Each entry should be quoted word for word, including every mark of punctuation.

##### Material for the task

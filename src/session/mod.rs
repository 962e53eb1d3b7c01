/*!
 * Practice sessions and the persisted application state.
 *
 * - `models`: the `PracticeSession` record
 * - `store`: `TutorStore`, the action-driven owner of history and saved words
 */

pub mod models;
pub mod store;

pub use models::{PracticeSession, SessionOrigin};
pub use store::{Action, HISTORY_KEY, Listener, SAVED_WORDS_KEY, SubscriptionId, TutorState, TutorStore};
/*!
 * The AI tutor: the four request/response operations the rest of the
 * application relies on.
 *
 * - `generate`: write a new reading text with vocabulary
 * - `analyze`: extract vocabulary from a learner-supplied text
 * - `lookup_word`: define a single word or phrase in context
 * - `evaluate_translation`: score a learner's translation
 *
 * `check_connection` verifies the backend before a learner relies on it.
 *
 * Every operation reports the tokens it consumed.
 */

use async_trait::async_trait;

use crate::errors::TutorError;
use crate::vocabulary::VocabularyItem;

pub mod llm;
pub mod models;
pub mod parse;
pub mod prompts;

pub use llm::LlmTutor;
pub use models::{
    Difficulty, Evaluation, GenerateRequest, LengthClass, Metered, StudyText, TokenUsage,
};

/// The tutor operations, independent of the backend answering them
#[async_trait]
pub trait TutorService: Send + Sync {
    /// Write a new text about a topic at the given level and length
    async fn generate(&self, request: &GenerateRequest) -> Result<Metered<StudyText>, TutorError>;

    /// Extract vocabulary from `text`; the returned text is `text` verbatim
    async fn analyze(&self, text: &str) -> Result<Metered<StudyText>, TutorError>;

    /// Define `word` as used in `context_snippet`. The returned item's `word`
    /// is always `word`.
    async fn lookup_word(
        &self,
        word: &str,
        context_snippet: &str,
    ) -> Result<Metered<VocabularyItem>, TutorError>;

    /// Score `translation` as a rendering of `original`
    async fn evaluate_translation(
        &self,
        original: &str,
        translation: &str,
    ) -> Result<Metered<Evaluation>, TutorError>;

    /// Check that the backend is reachable and accepts the credentials
    async fn check_connection(&self) -> Result<(), TutorError>;
}
/*!
 * Tests for the lookup dispatcher and the stale-result guard
 */

use std::sync::Arc;

use lingotutor::lookup::dispatcher::FALLBACK_DEFINITION;
use lingotutor::lookup::{LookupDispatcher, LookupDisplay, LookupSource};
use lingotutor::vocabulary::{VocabularyIndex, VocabularyItem};

use crate::common::{SAMPLE_TEXT, ScriptedTutor, init_test_logging, sample_study};

fn dispatcher(tutor: &ScriptedTutor) -> LookupDispatcher {
    let index = VocabularyIndex::from_items(&sample_study().vocabulary);
    LookupDispatcher::new(index, Arc::new(tutor.clone()), 500)
}

/// Simulated network failure still yields an item to show
#[tokio::test]
async fn test_lookup_withNetworkFailure_shouldReturnFallbackForWord() {
    init_test_logging();
    let tutor = ScriptedTutor::new().failing_lookups();
    let result = dispatcher(&tutor).lookup("foo", "Anything at all, foo included.").await;

    assert_eq!(result.item.word, "foo");
    assert_eq!(result.source, LookupSource::Fallback);
    assert!(!result.item.definition.is_empty());
    assert_eq!(result.item.definition, FALLBACK_DEFINITION);
    assert!(result.usage.is_empty());
}

#[tokio::test]
async fn test_lookup_knownPhrase_shouldNotReachTutor() {
    let tutor = ScriptedTutor::new();
    let result = dispatcher(&tutor).lookup("Sat on", SAMPLE_TEXT).await;

    assert_eq!(result.source, LookupSource::Index);
    assert_eq!(result.item.translation, "se sentó en");
    assert_eq!(tutor.lookup_count(), 0);
}

#[tokio::test]
async fn test_lookup_sameWordTwice_shouldUseCacheWithFreshContext() {
    let tutor = ScriptedTutor::new().with_definition(VocabularyItem::new("happy", "feliz", "contento"));
    let dispatcher = dispatcher(&tutor);

    let first = dispatcher.lookup("happy.", SAMPLE_TEXT).await;
    let second = dispatcher.lookup("Happy", "She is happy today. Very.").await;

    assert_eq!(first.source, LookupSource::Remote);
    assert_eq!(first.item.context.as_deref(), Some("It was happy."));
    assert_eq!(second.source, LookupSource::Cache);
    assert_eq!(second.item.context.as_deref(), Some("She is happy today."));
    assert_eq!(tutor.lookup_count(), 1);
    assert!(second.ticket > first.ticket);
}

#[tokio::test]
async fn test_lookup_shouldSendWordAndTextSnippet() {
    let tutor = ScriptedTutor::new();
    let index = VocabularyIndex::new();
    let dispatcher = LookupDispatcher::new(index, Arc::new(tutor.clone()), 10);

    dispatcher.lookup("\"Mat!\"", SAMPLE_TEXT).await;

    let tracker = tutor.tracker();
    let tracker = tracker.lock().unwrap();
    let calls = &tracker.lookups;
    assert_eq!(calls[0].0, "mat");
    assert_eq!(calls[0].1, "The cat sa...");
}

/// A slow earlier lookup must not replace a newer one on screen
#[tokio::test]
async fn test_display_withOutOfOrderResults_shouldKeepNewest() {
    let tutor = ScriptedTutor::new().with_delay("cat", 50).with_delay("mat", 1);
    let dispatcher = dispatcher(&tutor);
    let mut display = LookupDisplay::new();

    let slow = dispatcher.lookup("cat", SAMPLE_TEXT);
    let fast = dispatcher.lookup("mat", SAMPLE_TEXT);
    let (slow, fast) = futures::join!(slow, fast);

    assert!(display.offer(fast));
    assert!(!display.offer(slow));
    assert_eq!(display.current().unwrap().item.word, "mat");
}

##########

### Written response
filename src/session/mod.rs
repository 962e53eb1d3b7c01
/*!
 * Practice sessions and the persisted application state.
 *
 * - `models`: the `PracticeSession` record
 * - `store`: `TutorStore`, the action-driven owner of history and saved words
 */

pub mod models;
pub mod store;

pub use models::{PracticeSession, SessionOrigin};
pub use store::{Action, HISTORY_KEY, Listener, SAVED_WORDS_KEY, SubscriptionId, TutorState, TutorStore};
/*!
 * The AI tutor: the four request/response operations the rest of the
 * application relies on.
 *
 * - `generate`: write a new reading text with vocabulary
 * - `analyze`: extract vocabulary from a learner-supplied text
 * - `lookup_word`: define a single word or phrase in context
 * - `evaluate_translation`: score a learner's translation
 *
 * `check_connection` verifies the backend before a learner relies on it.
 *
 * Every operation reports the tokens it consumed.
 */

use async_trait::async_trait;

use crate::errors::TutorError;
use crate::vocabulary::VocabularyItem;

pub mod llm;
pub mod models;
pub mod parse;
pub mod prompts;

pub use llm::LlmTutor;
pub use models::{
    Difficulty, Evaluation, GenerateRequest, LengthClass, Metered, StudyText, TokenUsage,
};

/// The tutor operations, independent of the backend answering them
#[async_trait]
pub trait TutorService: Send + Sync {
    /// Write a new text about a topic at the given level and length
    async fn generate(&self, request: &GenerateRequest) -> Result<Metered<StudyText>, TutorError>;

    /// Extract vocabulary from `text`; the returned text is `text` verbatim
    async fn analyze(&self, text: &str) -> Result<Metered<StudyText>, TutorError>;

    /// Define `word` as used in `context_snippet`. The returned item's `word`
    /// is always `word`.
    async fn lookup_word(
        &self,
        word: &str,
        context_snippet: &str,
    ) -> Result<Metered<VocabularyItem>, TutorError>;

    /// Score `translation` as a rendering of `original`
    async fn evaluate_translation(
        &self,
        original: &str,
        translation: &str,
    ) -> Result<Metered<Evaluation>, TutorError>;

    /// Check that the backend is reachable and accepts the credentials
    async fn check_connection(&self) -> Result<(), TutorError>;
}
/*!
 * Tests for the lookup dispatcher and the stale-result guard
 */

use std::sync::Arc;

use lingotutor::lookup::dispatcher::FALLBACK_DEFINITION;
use lingotutor::lookup::{LookupDispatcher, LookupDisplay, LookupSource};
use lingotutor::vocabulary::{VocabularyIndex, VocabularyItem};

use crate::common::{SAMPLE_TEXT, ScriptedTutor, init_test_logging, sample_study};

fn dispatcher(tutor: &ScriptedTutor) -> LookupDispatcher {
    let index = VocabularyIndex::from_items(&sample_study().vocabulary);
    LookupDispatcher::new(index, Arc::new(tutor.clone()), 500)
}

/// Simulated network failure still yields an item to show
#[tokio::test]
async fn test_lookup_withNetworkFailure_shouldReturnFallbackForWord() {
    init_test_logging();
    let tutor = ScriptedTutor::new().failing_lookups();
    let result = dispatcher(&tutor).lookup("foo", "Anything at all, foo included.").await;

    assert_eq!(result.item.word, "foo");
    assert_eq!(result.source, LookupSource::Fallback);
    assert!(!result.item.definition.is_empty());
    assert_eq!(result.item.definition, FALLBACK_DEFINITION);
    assert!(result.usage.is_empty());
}

#[tokio::test]
async fn test_lookup_knownPhrase_shouldNotReachTutor() {
    let tutor = ScriptedTutor::new();
    let result = dispatcher(&tutor).lookup("Sat on", SAMPLE_TEXT).await;

    assert_eq!(result.source, LookupSource::Index);
    assert_eq!(result.item.translation, "se sentó en");
    assert_eq!(tutor.lookup_count(), 0);
}

#[tokio::test]
async fn test_lookup_sameWordTwice_shouldUseCacheWithFreshContext() {
    let tutor = ScriptedTutor::new().with_definition(VocabularyItem::new("happy", "feliz", "contento"));
    let dispatcher = dispatcher(&tutor);

    let first = dispatcher.lookup("happy.", SAMPLE_TEXT).await;
    let second = dispatcher.lookup("Happy", "She is happy today. Very.").await;

    assert_eq!(first.source, LookupSource::Remote);
    assert_eq!(first.item.context.as_deref(), Some("It was happy."));
    assert_eq!(second.source, LookupSource::Cache);
    assert_eq!(second.item.context.as_deref(), Some("She is happy today."));
    assert_eq!(tutor.lookup_count(), 1);
    assert!(second.ticket > first.ticket);
}

#[tokio::test]
async fn test_lookup_shouldSendWordAndTextSnippet() {
    let tutor = ScriptedTutor::new();
    let index = VocabularyIndex::new();
    let dispatcher = LookupDispatcher::new(index, Arc::new(tutor.clone()), 10);

    dispatcher.lookup("\"Mat!\"", SAMPLE_TEXT).await;

    let tracker = tutor.tracker();
    let tracker = tracker.lock().unwrap();
    let calls = &tracker.lookups;
    assert_eq!(calls[0].0, "mat");
    assert_eq!(calls[0].1, "The cat sa...");
}

/// A slow earlier lookup must not replace a newer one on screen
#[tokio::test]
async fn test_display_withOutOfOrderResults_shouldKeepNewest() {
    let tutor = ScriptedTutor::new().with_delay("cat", 50).with_delay("mat", 1);
    let dispatcher = dispatcher(&tutor);
    let mut display = LookupDisplay::new();

    let slow = dispatcher.lookup("cat", SAMPLE_TEXT);
    let fast = dispatcher.lookup("mat", SAMPLE_TEXT);
    let (slow, fast) = futures::join!(slow, fast);

    assert!(display.offer(fast));
    assert!(!display.offer(slow));
    assert_eq!(display.current().unwrap().item.word, "mat");
}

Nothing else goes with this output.